China's bank regulator has called on the nation's banking sector step up risk management and strengthen compliance as explosive credit growth is leading to greater risks.
"With bank loans growing rapidly, all kinds of risks are rising in the banking industry," Liu Mingkang, chairman of China Banking Regulatory Commission, said in the statement posted on the commission's wensite yesterday.
"Financial institutes in the banking industry must do their utmost to uphold the standard management limits and strike a solid basis for risk management."
In an effort to counter the global financial crisis, Chinese banks issued 8.15 trillion yuan (Bt40 trillion) in new loans in the first eight months of the year, exceeding a 5-trillion-yuan target set for 2009.
The aggressive lending has sparked concerns that some of the money has not been used to help the real economy, but has instead been put into asset markets for quick profit.
The country's stock market surgeud 90 per cent in the first seven months of this year before tumbling nearly 20 per cent in the past month as policy-makers urged a slowdown in credit.

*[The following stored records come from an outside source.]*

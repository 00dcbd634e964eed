//! Version - immutable snapshot of the LSM tree's sstables.

use std::cmp::Ordering;
use std::fmt;
use std::sync::atomic::{AtomicI32, Ordering as AtomicOrdering};
use std::sync::{Arc, Weak};

use bytes::Bytes;
use parking_lot::Mutex;
use tracing::debug;

use crate::error::{Error, Result};
use crate::options::{ManifestOptions, NUM_LEVELS};
use crate::types::{default_format_key, FormatKey};
use crate::util::comparator::Comparator;
use crate::version::file_metadata::{FileBacking, FileMetadata};
use crate::version::l0_sublevels::{describe_sublevels, L0Sublevels};
use crate::version::level_metadata::{overlaps, LevelIterator, LevelMetadata, LevelSlice};
use crate::version::Level;

/// Called with the backings that became obsolete when a version's last
/// reference is released.
pub type DeletedFn = Box<dyn Fn(Vec<Arc<FileBacking>>) + Send + Sync>;

/// Aggregates carried from version to version.
#[derive(Debug, Clone, Copy, Default, PartialEq, Eq)]
pub struct VersionStats {
    /// Number of files in the version marked for compaction.
    pub marked_for_compaction: usize,
}

/// An immutable snapshot of all sstables at a point in time.
///
/// L0 files may overlap and are ordered by sequence number; they are also
/// organized into non-overlapping sublevels. Files at L1 and below are
/// ordered by key and never overlap within a level.
///
/// Versions are reference-counted independently of the `Arc` that holds
/// them: a version stays in its [`VersionList`] until its last reference is
/// released, at which point its files are released and the deleted callback
/// learns which backings became obsolete.
pub struct Version {
    refs: AtomicI32,

    /// Only kept for the newest version in a list.
    pub(crate) l0_sublevels: Mutex<Option<Arc<L0Sublevels>>>,
    pub(crate) l0_sublevel_files: Vec<LevelSlice>,

    pub(crate) levels: [LevelMetadata; NUM_LEVELS],

    /// The files of `levels` that contain range keys.
    pub(crate) range_key_levels: [LevelMetadata; NUM_LEVELS],

    pub(crate) stats: VersionStats,

    deleted: Option<DeletedFn>,

    link: Mutex<Option<ListLink>>,
}
impl Node {
    fn new_leaf() -> Self {
        Self {
            refs: AtomicI32::new(1),
            leaf: true,
            subtree_count: 0,
            items: Vec::with_capacity(MAX_ITEMS),
            children: Vec::new(),
            annot: Mutex::new(Vec::new()),
        }
    }

    fn new_internal() -> Self {
        Self {
            leaf: false,
            children: Vec::with_capacity(MAX_ITEMS + 1),
            ..Self::new_leaf()
        }
    }

    fn count(&self) -> usize {
        self.items.len()
    }

    fn inc_ref(&self) {
        self.refs.fetch_add(1, AtomicOrdering::AcqRel);
    }

    /// Release one logical reference. When the last one goes and
    /// `contents_too` is set, the node's files and children are released in
    /// turn. A file reaching zero references is only legal when `obsolete`
    /// is provided to collect it.
    fn dec_ref(&self, contents_too: bool, obsolete: Option<&mut Vec<Arc<FileBacking>>>) {
        let remaining = self.refs.fetch_sub(1, AtomicOrdering::AcqRel) - 1;
        if remaining > 0 {
            return;
        }
        if remaining < 0 {
            panic!("B-tree node refcount went negative");
        }
        if !contents_too {
            return;
        }
        let mut obsolete = obsolete;
        for f in &self.items {
            if f.release_ref() == 0 {
                match obsolete.as_deref_mut() {
                    Some(out) => {
                        if let Some(backing) = f.backing() {
                            out.push(backing.clone());
                        }
                    }
                    None => panic!(
                        "file metadata {} dereferenced to zero during tree mutation",
                        f.file_num
                    ),
                }
            }
        }
        for child in &self.children {
            child.dec_ref(true, obsolete.as_deref_mut());
        }
    }

    /// Copy this node with a single reference. The copy takes its own
    /// references on the files and children. Cached annotations are not
    /// copied.
    fn clone_node(&self) -> Node {
        for f in &self.items {
            f.add_ref();
        }
        for child in &self.children {
            child.inc_ref();
        }
        Node {
            refs: AtomicI32::new(1),
            leaf: self.leaf,
            subtree_count: self.subtree_count,
            items: self.items.clone(),
            children: self.children.clone(),
            annot: Mutex::new(Vec::new()),
        }
    }

    fn push_back(&mut self, item: Arc<FileMetadata>, child: Option<Arc<Node>>) {
        self.items.push(item);
        if let Some(c) = child {
            self.children.push(c);
        }
    }

    fn push_front(&mut self, item: Arc<FileMetadata>, child: Option<Arc<Node>>) {
        if let Some(c) = child {
            self.children.insert(0, c);
        }
        self.items.insert(0, item);
    }

    fn pop_back(&mut self) -> (Arc<FileMetadata>, Option<Arc<Node>>) {
        let item = match self.items.pop() {
            Some(item) => item,
            None => panic!("pop_back on empty B-tree node"),
        };
        let child = if self.leaf { None } else { self.children.pop() };
        (item, child)
    }

    fn pop_front(&mut self) -> (Arc<FileMetadata>, Option<Arc<Node>>) {
        let item = self.items.remove(0);
        let child = if self.leaf {
            None
        } else {
            Some(self.children.remove(0))
        };
        (item, child)
    }

    fn find(&self, cmp: &BTreeCmp, item: &FileMetadata) -> (usize, bool) {
        let (mut i, mut j) = (0, self.count());
        while i < j {
            let h = (i + j) / 2;
            match cmp.compare(item, &self.items[h]) {
                Ordering::Equal => return (h, true),
                Ordering::Greater => i = h + 1,
                Ordering::Less => j = h,
            }
        }
        (i, false)
    }

    /// Split the node at index `i`. The node keeps the items before `i`; the
    /// item at `i` is returned together with a new node holding everything
    /// after it. The caller adopts the separator item in the parent.
    fn split(&mut self, i: usize) -> (Arc<FileMetadata>, Node) {
        let mut next = if self.leaf {
            Node::new_leaf()
        } else {
            Node::new_internal()
        };
        next.items.extend(self.items.drain(i + 1..));
        let out = self.items.remove(i);
        if !self.leaf {
            next.children.extend(self.children.drain(i + 1..));
            let moved: usize = next.children.iter().map(|c| c.subtree_count).sum();
            self.subtree_count -= moved;
            next.subtree_count += moved;
        }
        self.subtree_count -= next.count() + 1;
        next.subtree_count += next.count();
        (out, next)
    }

    fn insert(&mut self, cmp: &BTreeCmp, item: Arc<FileMetadata>) -> Result<()> {
        let (mut i, found) = self.find(cmp, &item);
        if found {
            return Err(Error::KeyCollision {
                a: item.file_num,
                b: self.items[i].file_num,
            });
        }
        if self.leaf {
            self.items.insert(i, item);
            self.subtree_count += 1;
            return Ok(());
        }
        if self.children[i].count() >= MAX_ITEMS {
            let (split_item, split_node) = mut_node(&mut self.children[i]).split(MAX_ITEMS / 2);
            self.items.insert(i, split_item);
            self.children.insert(i + 1, Arc::new(split_node));
            match cmp.compare(&item, &self.items[i]) {
                Ordering::Less => {}
                Ordering::Greater => i += 1,
                Ordering::Equal => {
                    return Err(Error::KeyCollision {
                        a: item.file_num,
                        b: self.items[i].file_num,
                    })
                }
            }
        }
        mut_node(&mut self.children[i]).insert(cmp, item)?;
        self.subtree_count += 1;
        Ok(())
    }

    fn remove_max(&mut self) -> Option<Arc<FileMetadata>> {
        if self.leaf {
            let out = self.items.pop()?;
            self.subtree_count -= 1;
            return Some(out);
        }
        let last = self.count();
        if self.children[last].count() <= MIN_ITEMS {
            self.rebalance_or_merge(last);
            return self.remove_max();
        }
        let out = mut_node(&mut self.children[last]).remove_max()?;
        self.subtree_count -= 1;
        Some(out)
    }

    /// Remove `item` from this subtree. An item that compares equal but is
    /// a different file is left in place.
    fn remove(&mut self, cmp: &BTreeCmp, item: &FileMetadata) -> Option<Arc<FileMetadata>> {
        let (i, found) = self.find(cmp, item);
        if found && self.items[i].file_num != item.file_num {
            return None;
        }
        if self.leaf {
            if !found {
                return None;
            }
            let out = self.items.remove(i);
            self.subtree_count -= 1;
            return Some(out);
        }
        if self.children[i].count() <= MIN_ITEMS {
            // Child not large enough to remove from.
            self.rebalance_or_merge(i);
            return self.remove(cmp, item);
        }
        let child = mut_node(&mut self.children[i]);
        if found {
            // Replace the removed item with the max of its left subtree.
            let replacement = child.remove_max()?;
            let out = std::mem::replace(&mut self.items[i], replacement);
            self.subtree_count -= 1;
            return Some(out);
        }
        let out = child.remove(cmp, item);
        if out.is_some() {
            self.subtree_count -= 1;
        }
        out
    }

    /// Grow child `i` so an item can be removed from it while it stays at or
    /// above `MIN_ITEMS`: borrow from a sibling with slack, else merge.
    fn rebalance_or_merge(&mut self, i: usize) {
        if i > 0 && self.children[i - 1].count() > MIN_ITEMS {
            // Rotate right through the separator at i-1.
            let left = mut_node(&mut self.children[i - 1]);
            let (x, grand) = left.pop_back();
            let moved = grand.as_ref().map_or(0, |g| g.subtree_count);
            left.subtree_count -= 1 + moved;
            let y = std::mem::replace(&mut self.items[i - 1], x);
            let child = mut_node(&mut self.children[i]);
            child.push_front(y, grand);
            child.subtree_count += 1 + moved;
        } else if i < self.count() && self.children[i + 1].count() > MIN_ITEMS {
            // Rotate left through the separator at i.
            let right = mut_node(&mut self.children[i + 1]);
            let (x, grand) = right.pop_front();
            let moved = grand.as_ref().map_or(0, |g| g.subtree_count);
            right.subtree_count -= 1 + moved;
            let y = std::mem::replace(&mut self.items[i], x);
            let child = mut_node(&mut self.children[i]);
            child.push_back(y, grand);
            child.subtree_count += 1 + moved;
        } else {
            // Merge child i with its right sibling around their separator.
            let i = if i >= self.count() { self.count() - 1 } else { i };
            mut_node(&mut self.children[i]);
            // Make the sibling exclusive so its contents can be moved.
            mut_node(&mut self.children[i + 1]);
            let separator = self.items.remove(i);
            let sibling = self.children.remove(i + 1);
            let child = mut_node(&mut self.children[i]);
            child.items.push(separator);
            child.items.extend(sibling.items.iter().cloned());
            if !child.leaf {
                child.children.extend(sibling.children.iter().cloned());
            }
            child.subtree_count += sibling.subtree_count + 1;
            // The sibling's references now belong to `child`.
            sibling.dec_ref(false, None);
        }
    }

    fn invalidate_annotation(&self, key: TypeId) {
        {
            let mut annot = self.annot.lock();
            for a in annot.iter_mut().filter(|a| a.key == key) {
                a.valid = false;
            }
        }
        for child in &self.children {
            child.invalidate_annotation(key);
        }
    }

    fn annotation<A: Annotator>(&self, a: &A) -> (A::Value, bool) {
        let key = TypeId::of::<A>();
        {
            let annot = self.annot.lock();
            if let Some(slot) = annot.iter().find(|s| s.key == key && s.valid) {
                if let Some(v) = slot.value.downcast_ref::<A::Value>() {
                    return (v.clone(), true);
                }
            }
        }

        let mut v = a.zero();
        let mut valid = true;
        for i in 0..=self.count() {
            if !self.leaf {
                let (child_v, ok) = self.children[i].annotation(a);
                v = a.merge(&child_v, v);
                valid &= ok;
            }
            if i < self.count() {
                let (next, ok) = a.accumulate(&self.items[i], v);
                v = next;
                valid &= ok;
            }
        }

        let mut annot = self.annot.lock();
        let value: Box<dyn Any + Send + Sync> = Box::new(v.clone());
        match annot.iter_mut().find(|s| s.key == key) {
            Some(slot) => {
                slot.value = value;
                slot.valid = valid;
            }
            None => annot.push(AnnotationSlot { key, value, valid }),
        }
        (v, valid)
    }

    fn verify_invariants(&self) {
        let mut recomputed = self.count();
        if !self.leaf {
            if self.children.len() != self.count() + 1 {
                panic!(
                    "internal node has {} items but {} children",
                    self.count(),
                    self.children.len()
                );
            }
            for child in &self.children {
                child.verify_invariants();
                recomputed += child.subtree_count;
            }
        }
        if recomputed != self.subtree_count {
            panic!(
                "recomputed subtree count ({}) != subtree_count ({})",
                recomputed, self.subtree_count
            );
        }
    }

    fn write_newick(&self, out: &mut String) {
        if self.leaf {
            for (i, f) in self.items.iter().enumerate() {
                if i != 0 {
                    out.push(',');
                }
                out.push_str(&f.to_string());
            }
            return;
        }
        for i in 0..=self.count() {
            out.push('(');
            self.children[i].write_newick(out);
            out.push(')');
            if i < self.count() {
                out.push_str(&self.items[i].to_string());
            }
        }
    }
}
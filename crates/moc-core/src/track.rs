// ─────────────────────────────────────────────────────────────────────
// SCPN Neutron MOC — Track Registry
// © 1998–2026 Miroslav Šotek. All rights reserved.
// Contact: www.anulum.li | protoscience@anulum.li
// ORCID: https://orcid.org/0009-0009-3560-0851
// License: GNU AGPL v3 | Commercial licensing available
// ─────────────────────────────────────────────────────────────────────
//! Characteristic tracks and the store binding them to a geometry.
//!
//! Ray tracing lives in an external generator; `TrackStore` is the contract
//! it fills: a flat track array ordered by azimuthal index, per-azimuth
//! weights and the lateral track spacing. The solver borrows the store for
//! the duration of a solve and asks it to split over-long segments before an
//! exponential table is built.

use moc_types::error::{SolverError, SolverResult};

use crate::geometry::Geometry;

/// Boundary policy at a track end, recorded at geometry-build time.
#[derive(Debug, Clone, Copy, PartialEq, Eq)]
pub enum BoundaryType {
    Vacuum,
    Reflective,
    Periodic,
}

/// Portion of a track crossing a single flat source region.
#[derive(Debug, Clone)]
pub struct Segment {
    pub fsr: usize,
    pub material: usize,
    /// Physical length in cm.
    pub length: f64,
}

/// Where the angular flux leaving one end of a track goes.
#[derive(Debug, Clone, Copy)]
pub struct TrackLink {
    /// Receiving track index.
    pub track: usize,
    /// Whether the flux enters the receiving track travelling forward.
    pub to_forward: bool,
    pub boundary: BoundaryType,
}

#[derive(Debug, Clone)]
pub struct Track {
    pub azim_index: usize,
    pub segments: Vec<Segment>,
    /// Connectivity for flux leaving the forward end.
    pub forward: TrackLink,
    /// Connectivity for flux leaving the backward end.
    pub backward: TrackLink,
}

#[derive(Debug)]
pub struct TrackStore {
    geometry: Geometry,
    num_azim: usize,
    track_spacing: f64,
    azim_weights: Vec<f64>,
    tracks: Vec<Track>,
}

impl TrackStore {
    pub fn new(
        geometry: Geometry,
        num_azim: usize,
        track_spacing: f64,
        azim_weights: Vec<f64>,
    ) -> SolverResult<Self> {
        if num_azim == 0 {
            return Err(SolverError::InvalidArgument(
                "track store requires at least one azimuthal angle".into(),
            ));
        }
        if track_spacing <= 0.0 {
            return Err(SolverError::InvalidArgument(format!(
                "track spacing {track_spacing} is not positive"
            )));
        }
        if azim_weights.len() != num_azim {
            return Err(SolverError::InvalidArgument(format!(
                "{} azimuthal weights for {num_azim} azimuthal angles",
                azim_weights.len()
            )));
        }
        if azim_weights.iter().any(|&w| w <= 0.0) {
            return Err(SolverError::InvalidArgument(
                "azimuthal weights must be positive".into(),
            ));
        }
        Ok(TrackStore {
            geometry,
            num_azim,
            track_spacing,
            azim_weights,
            tracks: Vec::new(),
        })
    }

    /// Append a generated, segmented track. Tracks must arrive in
    /// azimuthal-index-major order so the flat array is deterministic.
    pub fn push_track(&mut self, track: Track) -> SolverResult<()> {
        if track.azim_index >= self.num_azim {
            return Err(SolverError::OutOfRange {
                quantity: "azimuthal angle",
                index: track.azim_index,
                lo: 0,
                hi: self.num_azim,
            });
        }
        if let Some(last) = self.tracks.last() {
            if track.azim_index < last.azim_index {
                return Err(SolverError::InvalidArgument(
                    "tracks must be pushed in azimuthal-index order".into(),
                ));
            }
        }
        if track.segments.is_empty() {
            return Err(SolverError::InvalidArgument(
                "a generated track must carry at least one segment".into(),
            ));
        }
        for segment in &track.segments {
            if segment.fsr >= self.geometry.num_fsrs() {
                return Err(SolverError::OutOfRange {
                    quantity: "FSR",
                    index: segment.fsr,
                    lo: 0,
                    hi: self.geometry.num_fsrs(),
                });
            }
            if segment.material >= self.geometry.num_materials() {
                return Err(SolverError::OutOfRange {
                    quantity: "material",
                    index: segment.material,
                    lo: 0,
                    hi: self.geometry.num_materials(),
                });
            }
            if segment.length <= 0.0 {
                return Err(SolverError::InvalidArgument(format!(
                    "segment length {} is not positive",
                    segment.length
                )));
            }
        }
        self.tracks.push(track);
        Ok(())
    }

    /// Whether ray tracing has produced any tracks yet.
    pub fn contains_tracks(&self) -> bool {
        !self.tracks.is_empty()
    }

    pub fn geometry(&self) -> &Geometry {
        &self.geometry
    }

    pub fn num_azim(&self) -> usize {
        self.num_azim
    }

    pub fn track_spacing(&self) -> f64 {
        self.track_spacing
    }

    pub fn azim_weights(&self) -> &[f64] {
        &self.azim_weights
    }

    pub fn tracks(&self) -> &[Track] {
        &self.tracks
    }

    pub fn total_num_tracks(&self) -> usize {
        self.tracks.len()
    }

    pub fn total_num_segments(&self) -> usize {
        self.tracks.iter().map(|t| t.segments.len()).sum()
    }

    /// Largest optical length of any segment, over all energy groups.
    pub fn max_optical_length(&self) -> f64 {
        let mut max_tau = 0.0f64;
        for track in &self.tracks {
            for segment in &track.segments {
                let material = self.geometry.material(segment.material);
                for &sigma_t in &material.sigma_t {
                    max_tau = max_tau.max(sigma_t * segment.length);
                }
            }
        }
        max_tau
    }

    /// Split any segment whose optical length exceeds `max_tau` into equal
    /// sub-segments of the same FSR and material.
    pub fn split_segments(&mut self, max_tau: f64) {
        for track in &mut self.tracks {
            let needs_split = track.segments.iter().any(|s| {
                let material = self.geometry.material(s.material);
                material.sigma_t.iter().any(|&xs| xs * s.length > max_tau)
            });
            if !needs_split {
                continue;
            }
            let mut split = Vec::with_capacity(track.segments.len());
            for segment in track.segments.drain(..) {
                let material = self.geometry.material(segment.material);
                let tau = material
                    .sigma_t
                    .iter()
                    .fold(0.0f64, |acc, &xs| acc.max(xs * segment.length));
                let pieces = (tau / max_tau).ceil().max(1.0) as usize;
                let length = segment.length / pieces as f64;
                for _ in 0..pieces {
                    split.push(Segment {
                        fsr: segment.fsr,
                        material: segment.material,
                        length,
                    });
                }
            }
            track.segments = split;
        }
    }

    /// FSR volumes from cumulative track-segment length:
    /// `sum(length * azim_weight * track_spacing)` per region.
    pub fn fsr_volumes(&self) -> Vec<f64> {
        let mut volumes = vec![0.0; self.geometry.num_fsrs()];
        for track in &self.tracks {
            let weight = self.azim_weights[track.azim_index] * self.track_spacing;
            for segment in &track.segments {
                volumes[segment.fsr] += segment.length * weight;
            }
        }
        volumes
    }
}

Home purchases in major cities also hit record highs in recent months.
Besides ordering the banking industry to set up compliance with regulatory rules, Liu also wanre dof upcoming changes in international finance regulation standards, the statement said.
Policymakers have acknowledged concerns that asset bubbled may be building up.
But Su Ning, the central bank's vice governor, recently said that China would continue to implement and "appropriately loose" monetary policy into next year as the economy is still in a critical stage of recovery.